Some doctors are more comfortable talking about this in the context of urine cultures. We understand that urine cultures can be truly positive, but completely irrelevant. I try to get them to port the same language they use there over to other pathology.
“Sometimes we find [lumps in your lung; stone in your gallbladder; clots in your lung] on tests that are completely unrelated to your symptoms. We are often tempted to order more tests, or treat these findings, but tests and treatments all have side effects, so we might do more harm than good. Often we are better off just ignoring the findings on these tests unless your symptoms change.”
However, the only real effective way to prevent overdiagnosis is to order less tests in first place, as the genie is hard to catch once it is out of the bottle.
The premise for this article seems to be that sometimes adverse outcomes follow from investgations. I think the simple answer is that if the test was done because the information you were looking for would make a difference to the management then it needs to be done. Many presentations to both primary care and emergency care require a diagnosis to solve a problem.You rarely have a situation where despite not knowing what is wrong you dismiss the patient because the investigation required to nail the diagnosis might lead to you to find something unrelated to the presenting problem that could have been best left undiscovered.
The how many toads do you need to kiss before you find a prince concept is part of this debate as is the first do no harm principle. Screeing for bowel cancer by targeting an age range by regular 2nd yearly fecal occult blood tests saves lives and is cost effective. The occasional adverse outcome in the process for example when the patient with a false positive test has a bowel perforation from a colonoscopy they did not need is not a reason to abandon the program. Now that the imageing for suspected prostate cancer can identify aggressive early cases and curative treatment offered while indolent tumours can be monitored ,it gives more justification to screening by PSA tests.
Many improvments in the practice of Medicine are driven by the improvements in investgations and treatments. Not to investigate because of a philosophical view that the test might cause a problem would mean that progress stops and we have learnt nothing from all those who have practiced the art and science of Medicine that have gone before us.
Thanks for your comment.
I think your response contains a number of assumptions, which may be unfounded.
The primary assumption that you seem to be making is that finding a disease is necessarily beneficial. The prostate cancer example you use at the end is a great example. Despite years of progress, the evidence is pretty clear that screening programs for prostate cancer have been net harmful. They are finding real cancers, but most of the cancers would never have hurt the patients. Instead, the test findings result in a large number of interventions that have adverse events, and the net effect is overall harm, despite finding real cancer.

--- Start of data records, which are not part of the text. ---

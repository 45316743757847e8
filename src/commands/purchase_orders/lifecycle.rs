//! Purchase order lifecycle rules.
//!
//! `pending` moves to `completed` or `cancelled` exactly once. A cancelled
//! order is frozen; a completed order only accepts a new quality rating.
//! Planning is pure: callers load the current row, plan, then persist.

use super::update_purchase_order_command::UpdatePurchaseOrderRequest;
use crate::{
    entities::purchase_order::{self, OrderItem, OrderItems, PurchaseOrderStatus},
    errors::{FieldError, ServiceError},
};
use chrono::{DateTime, Utc};
use std::borrow::Cow;
use validator::ValidationError;

/// The next state of an order plus the status transition it makes, if any.
#[derive(Debug, Clone, PartialEq)]
pub struct PlannedUpdate {
    pub order: purchase_order::Model,
    pub status_change: Option<(PurchaseOrderStatus, PurchaseOrderStatus)>,
}

pub(crate) fn validate_items(items: &[OrderItem]) -> Result<(), ValidationError> {
    if items.is_empty() {
        return Err(invalid("items_empty", "at least one item is required"));
    }
    if items.iter().any(|item| item.quantity < 1) {
        return Err(invalid("item_quantity", "every item quantity must be at least 1"));
    }
    if items.iter().any(|item| item.description.trim().is_empty()) {
        return Err(invalid("item_description", "every item needs a description"));
    }
    Ok(())
}

fn invalid(code: &'static str, message: &'static str) -> ValidationError {
    let mut error = ValidationError::new(code);
    error.message = Some(Cow::Borrowed(message));
    error
}

fn check_acknowledgment(order: &purchase_order::Model) -> Result<(), ServiceError> {
    match order.acknowledgment_date {
        Some(ack) if ack < order.issue_date => Err(ServiceError::InvalidFields(vec![
            FieldError::new("acknowledgment_date", "must not precede issue_date"),
        ])),
        _ => Ok(()),
    }
}

/// Applies `changes` to `current` and checks the result against the lifecycle.
///
/// Returns `Ok(None)` when the request would leave the order unchanged.
pub fn plan_update(
    current: &purchase_order::Model,
    changes: &UpdatePurchaseOrderRequest,
    now: DateTime<Utc>,
) -> Result<Option<PlannedUpdate>, ServiceError> {
    let mut next = current.clone();
    if let Some(po_number) = &changes.po_number {
        next.po_number = po_number.trim().to_string();
    }
    if let Some(order_date) = changes.order_date {
        next.order_date = order_date;
    }
    if let Some(expected) = changes.expected_delivery_date {
        next.expected_delivery_date = expected;
    }
    if let Some(actual) = changes.actual_delivery_date {
        next.actual_delivery_date = Some(actual);
    }
    if let Some(items) = &changes.items {
        next.items = OrderItems(items.clone());
    }
    if let Some(quantity) = changes.quantity {
        next.quantity = quantity;
    }
    if let Some(rating) = changes.quality_rating {
        next.quality_rating = Some(rating);
    }
    if let Some(issue_date) = changes.issue_date {
        next.issue_date = issue_date;
    }
    if let Some(ack) = changes.acknowledgment_date {
        next.acknowledgment_date = Some(ack);
    }

    let target = changes.status.unwrap_or(current.status);
    match current.status {
        PurchaseOrderStatus::Cancelled => {
            if target != PurchaseOrderStatus::Cancelled || next != *current {
                return Err(ServiceError::InvalidStatus(format!(
                    "purchase order {} is cancelled and cannot be modified",
                    current.po_number
                )));
            }
        }
        PurchaseOrderStatus::Completed => {
            if target != PurchaseOrderStatus::Completed {
                return Err(ServiceError::InvalidStatus(format!(
                    "purchase order {} is completed and cannot move to {}",
                    current.po_number, target
                )));
            }
            let mut without_rating = next.clone();
            without_rating.quality_rating = current.quality_rating;
            if without_rating != *current {
                return Err(ServiceError::InvalidStatus(format!(
                    "only quality_rating may change on completed purchase order {}",
                    current.po_number
                )));
            }
        }
        PurchaseOrderStatus::Pending => {
            if target != PurchaseOrderStatus::Completed {
                let mut fields = Vec::new();
                if changes.quality_rating.is_some() {
                    fields.push(FieldError::new(
                        "quality_rating",
                        "can only be set when completing the order",
                    ));
                }
                if changes.actual_delivery_date.is_some() {
                    fields.push(FieldError::new(
                        "actual_delivery_date",
                        "can only be set when completing the order",
                    ));
                }
                if !fields.is_empty() {
                    return Err(ServiceError::InvalidFields(fields));
                }
            }
            next.status = target;
            if target == PurchaseOrderStatus::Completed && next.actual_delivery_date.is_none() {
                next.actual_delivery_date = Some(now);
            }
        }
    }

    check_acknowledgment(&next)?;

    if next == *current {
        return Ok(None);
    }
    let status_change = (next.status != current.status).then_some((current.status, next.status));
    Ok(Some(PlannedUpdate {
        order: next,
        status_change,
    }))
}

/// Plans an acknowledgment at `now`. `Ok(None)` means already acknowledged.
pub fn plan_acknowledgment(
    current: &purchase_order::Model,
    now: DateTime<Utc>,
) -> Result<Option<purchase_order::Model>, ServiceError> {
    if current.acknowledgment_date.is_some() {
        return Ok(None);
    }
    if current.status.is_terminal() {
        return Err(ServiceError::InvalidStatus(format!(
            "purchase order {} is {} and can no longer be acknowledged",
            current.po_number, current.status
        )));
    }
    if now < current.issue_date {
        return Err(ServiceError::InvalidOperation(format!(
            "purchase order {} has not been issued yet",
            current.po_number
        )));
    }
    let mut next = current.clone();
    next.acknowledgment_date = Some(now);
    Ok(Some(next))
}

/// Terminal transitions through the dedicated endpoints require a pending order.
pub fn ensure_pending(current: &purchase_order::Model, action: &str) -> Result<(), ServiceError> {
    if current.status.is_terminal() {
        return Err(ServiceError::InvalidStatus(format!(
            "cannot {} purchase order {}: it is already {}",
            action, current.po_number, current.status
        )));
    }
    Ok(())
}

Medicine is hard, because just having a good test is not enough. You need a complex combination of a good test and a good treatment in the right patient. Too often we assume the benefit, but the examples discussed here illustrate that benefit cannot simply be assumed.
You might be right about benefit for colon cancer screening (although there is even some debate there), but if you move into an area like breast cancer screening, the harms of our assumptions quickly become clear, as the highest quality evidence suggests no mortality benefit, but all sorts of iatrogenic harm.
This is not a “philosophical view”, but rather a practical reality of medicine that much be considered every time we order a test.